I have listed the 10 most significant motivational drivers. These can be singular influences or – for most of us, in most situations – these can form a cocktail of many motivators which seem to change continuously depending on the subject and circumstance. To better understand your own motivation, consider the following ten motivators:
1. Are you an enthusiast? – Someone who derives their energy from the passion of what they are trying to do. To test yourself, quickly scan this list of words and if you would use them when describing how you feel about what you do, you are at least partially an enthusiast. Love, devoted, passionate, aficionado, admirer, believer, buff and fan.
2. Are you a “I’m with him/her” person? Someone that likes to support or be supported by someone else and a team. You may still have ideas and want to suggest things but seek someone else’s agreement and optimally avoid to take a lead role. You derive your energy from having someone else carry the responsibility. You will recognise this particular motivational influence is at work if you never do things on your own.
3. Are you motivated by perfection? This can be the reason you produce great work but it can also challenge your ability to balance commercial reality. Seth Godin often talks about the dark side of this motivation, which he calls: “never good enough to ship.” This is when an artist or creative is never happy enough with their finished work, such that it never gets to a state that is ‘good enough to sell’ in their mind.
4. Are you motivated by doing good things that have good outcomes for other people? You will know if this is you, because you continually help people even if they are better off than you. You possibly feel some pleasure from other people thinking on you as a great person to which you, of course, then play down the compliment.

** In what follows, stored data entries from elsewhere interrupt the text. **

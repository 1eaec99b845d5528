//! # WorkerInstance: one evaluated copy of a script plus its lifecycle state.
//!
//! An instance tracks how many events are running against it, so retirement
//! can wait for them before the instance turns `redundant`. State changes are
//! published on the bus right away and handed to `statechange` observers
//! through the [`TaskScheduler`](crate::TaskScheduler), in transition order.

use std::panic::AssertUnwindSafe;
use std::sync::Arc;
use std::sync::atomic::{AtomicU64, Ordering};

use parking_lot::{Mutex, RwLock};
use serde_json::Value;
use tokio::sync::watch;
use tracing::{debug, warn};

use crate::dispatch::{EventData, EventDispatcher, EventType, Listeners, Settlement};
use crate::error::{RuntimeError, panic_message};
use crate::events::{RuntimeEvent, RuntimeEventKind};
use crate::http::Request;

use super::hot::{HotContext, UpdatePolicy};
use super::scope::{WorkerEnv, WorkerScope};
use super::script::ScriptRef;
use super::state::{WorkerState, check_transition};

static WORKER_SEQ: AtomicU64 = AtomicU64::new(1);

/// Callback notified with each new state of an instance.
pub type StateObserver = Arc<dyn Fn(WorkerState) + Send + Sync>;

/// One worker instance.
pub struct WorkerInstance {
    id: u64,
    version: AtomicU64,
    script: Mutex<ScriptRef>,
    state: Mutex<WorkerState>,
    listeners: RwLock<Listeners>,
    hot: Mutex<HotContext>,
    observers: Mutex<Vec<StateObserver>>,
    in_flight: watch::Sender<usize>,
    env: WorkerEnv,
}

impl std::fmt::Debug for WorkerInstance {
    fn fmt(&self, f: &mut std::fmt::Formatter<'_>) -> std::fmt::Result {
        f.debug_struct("WorkerInstance")
            .field("id", &self.id)
            .field("version", &self.version())
            .field("state", &self.state())
            .field("script", &self.script_name())
            .finish()
    }
}

/// Keeps an instance counted as busy until dropped.
pub(crate) struct InFlight {
    worker: Arc<WorkerInstance>,
}

impl Drop for InFlight {
    fn drop(&mut self) {
        self.worker.in_flight.send_modify(|n| *n = n.saturating_sub(1));
    }
}

impl WorkerInstance {
    /// New instance in `installing`, with no listeners yet.
    pub(crate) fn new(version: u64, script: ScriptRef, env: WorkerEnv) -> Arc<Self> {
        let (in_flight, _) = watch::channel(0);
        let worker = Arc::new(Self {
            id: WORKER_SEQ.fetch_add(1, Ordering::Relaxed),
            version: AtomicU64::new(version),
            script: Mutex::new(script),
            state: Mutex::new(WorkerState::Installing),
            listeners: RwLock::new(Listeners::new()),
            hot: Mutex::new(HotContext::new()),
            observers: Mutex::new(Vec::new()),
            in_flight,
            env,
        });
        worker.publish_state(WorkerState::Installing);
        worker
    }

    /// Process-unique instance id.
    pub fn id(&self) -> u64 {
        self.id
    }

    /// Registration version of the code this instance currently runs.
    pub fn version(&self) -> u64 {
        self.version.load(Ordering::SeqCst)
    }

    pub fn state(&self) -> WorkerState {
        *self.state.lock()
    }

    /// Name of the script this instance currently runs.
    pub fn script_name(&self) -> String {
        self.script.lock().name().to_string()
    }

    /// Number of events currently running against this instance.
    pub fn in_flight(&self) -> usize {
        *self.in_flight.borrow()
    }

    /// Hot-reload hooks of the code this instance currently runs.
    pub fn hot(&self) -> HotContext {
        self.hot.lock().clone()
    }

    /// Registers a `statechange` observer.
    ///
    /// Notifications are delivered through the scheduler, so they become
    /// visible on the turn after the transition.
    pub fn on_statechange<F>(&self, observer: F)
    where
        F: Fn(WorkerState) + Send + Sync + 'static,
    {
        self.observers.lock().push(Arc::new(observer));
    }

    pub(crate) fn update_policy(&self) -> Option<UpdatePolicy> {
        self.hot.lock().policy()
    }

    /// Installs the listeners and hooks of an evaluated scope.
    pub(crate) fn load(&self, scope: WorkerScope) {
        let (listeners, hot) = scope.into_parts();
        *self.listeners.write() = listeners;
        *self.hot.lock() = hot;
    }

    /// Swaps in new code without leaving the current state.
    pub(crate) fn adopt(&self, scope: WorkerScope, script: ScriptRef, version: u64) {
        self.load(scope);
        *self.script.lock() = script;
        self.version.store(version, Ordering::SeqCst);
    }

    /// Validated transition; publishes and schedules observer notifications.
    pub(crate) fn transition(&self, next: WorkerState) -> Result<(), RuntimeError> {
        {
            let mut state = self.state.lock();
            check_transition(self.id, *state, next)?;
            *state = next;
        }
        debug!(worker = self.id, version = self.version(), state = next.as_str(), "worker state changed");
        self.publish_state(next);

        let observers: Vec<StateObserver> = self.observers.lock().clone();
        for observer in observers {
            self.env.scheduler.schedule(move || observer(next));
        }
        Ok(())
    }

    /// Counts the instance as busy until the guard drops.
    pub(crate) fn begin(self: &Arc<Self>) -> InFlight {
        self.in_flight.send_modify(|n| *n += 1);
        InFlight {
            worker: Arc::clone(self),
        }
    }

    /// Dispatches one event and waits for it to settle.
    pub(crate) async fn run_event(
        &self,
        kind: EventType,
        data: EventData,
    ) -> Result<Settlement, RuntimeError> {
        let mut dispatcher = EventDispatcher::new().with_worker(self.id);
        if let Some(bus) = &self.env.bus {
            dispatcher = dispatcher.with_bus(bus.clone());
        }
        let listeners = self.listeners.read().for_kind(kind).to_vec();
        let event = dispatcher.create_event(kind, data);
        dispatcher.dispatch_and_settle(&event, &listeners).await
    }

    /// Fires a fetch event for `request`.
    pub(crate) async fn fetch(&self, request: Request) -> Result<Settlement, RuntimeError> {
        self.run_event(EventType::Fetch, EventData::Request(request))
            .await
    }

    /// Fires a message event carrying `data`.
    pub(crate) async fn message(&self, data: Value) -> Result<Settlement, RuntimeError> {
        self.run_event(EventType::Message, EventData::Message(data))
            .await
    }

    /// Waits until no event is running against this instance.
    pub(crate) async fn drain(&self) {
        let mut rx = self.in_flight.subscribe();
        let _ = rx.wait_for(|n| *n == 0).await;
    }

    /// Runs the disposal hooks of the current code once.
    ///
    /// Returns false if they already ran.
    pub(crate) fn dispose(&self) -> bool {
        let Some(hooks) = self.hot.lock().take_disposers() else {
            return false;
        };
        for hook in hooks {
            if let Err(payload) = std::panic::catch_unwind(AssertUnwindSafe(hook)) {
                warn!(worker = self.id, panic = %panic_message(&*payload), "dispose hook panicked");
            }
        }
        if let Some(bus) = &self.env.bus {
            bus.publish(self.event(RuntimeEventKind::WorkerDisposed));
        }
        true
    }

    pub(crate) fn event(&self, kind: RuntimeEventKind) -> RuntimeEvent {
        RuntimeEvent::new(kind)
            .with_worker(self.id)
            .with_version(self.version())
            .with_context(Arc::clone(&self.env.scope))
    }

    fn publish_state(&self, state: WorkerState) {
        if let Some(bus) = &self.env.bus {
            bus.publish(self.event(RuntimeEventKind::WorkerStateChanged).with_state(state));
        }
    }
}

This is quite a kiwi trait.
5. You care, and have empathy for all people and that manifests itself in you shouldering extra responsibility from the people around you. This will often mean you are trying to protect people from the circumstances that they bring upon themselves from their lack of effort or poor decisions.
6. Are you motivated by a need for recognition, fame and status? Is this your ego talking? If you crave recognition, to be identified, to be named as the person that made the biggest difference. To have an ego is to be human, but ego motivation is usually a person that craves recognition on a continuous basis. Donald Trump for example must default to ego motivation on a constant basis.
7. Are you motivated by a fear of failure and find when you are confronted by the possibility of failure you get motivated to put more and more effort in? Many young people find this hard to see in themselves but it is prevalent in ambitious people who feel they have something to prove.
8. Are you motivated by a desire to feel that ‘magic’ when things work out and your best hopes come true? This is a feeling of excitement which is caused by adrenaline pumping through your body. It is that winning feeling of elation and inner happiness. This is pure and beautiful and once you have experienced it you will want this rush again and again.
9. Are you motivated by a desire for power and control? This is a classic emperor or leader type motivation and is often epitomized by someone who wants everyone to report back, as opposed to allowing them to make their own decision.
10. Are you motivated by money and a desire to have wealth? It is so easy to see how money is a part of many peoples motivation when it is a means to securing our basic psychological needs: food, shelter and security.
Motivation is personal and there is no right or wrong on any one day. It’s a healthy mix of all these things continually jostling you that balances your values, world views and helps you to create the world you live in.